use md5::{Digest, Md5};

/// Hex length of a full MD5 digest
pub const MD5_HEX_LEN: usize = 32;

/// Lowercase hex MD5 of `input`, cut to the first `out_len / 2` digest bytes.
///
/// Odd lengths round down to whole bytes; lengths past [`MD5_HEX_LEN`] give
/// the full digest.
pub fn to_md5_hash(input: &str, out_len: usize) -> String {
    let digest = Md5::digest(input.as_bytes());
    digest
        .iter()
        .take(out_len / 2)
        .map(|byte| format!("{:02x}", byte))
        .collect()
}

| Work to complete |
Return exactly what appears in the records from the line with "Lowercase hex MD5" through the final line, and nothing else.

| Task response |
/// Lowercase hex MD5 of `input`, cut to the first `out_len / 2` digest bytes.
///
/// Odd lengths round down to whole bytes; lengths past [`MD5_HEX_LEN`] give
/// the full digest.
pub fn to_md5_hash(input: &str, out_len: usize) -> String {
    let digest = Md5::digest(input.as_bytes());
    digest
        .iter()
        .take(out_len / 2)
        .map(|byte| format!("{:02x}", byte))
        .collect()
}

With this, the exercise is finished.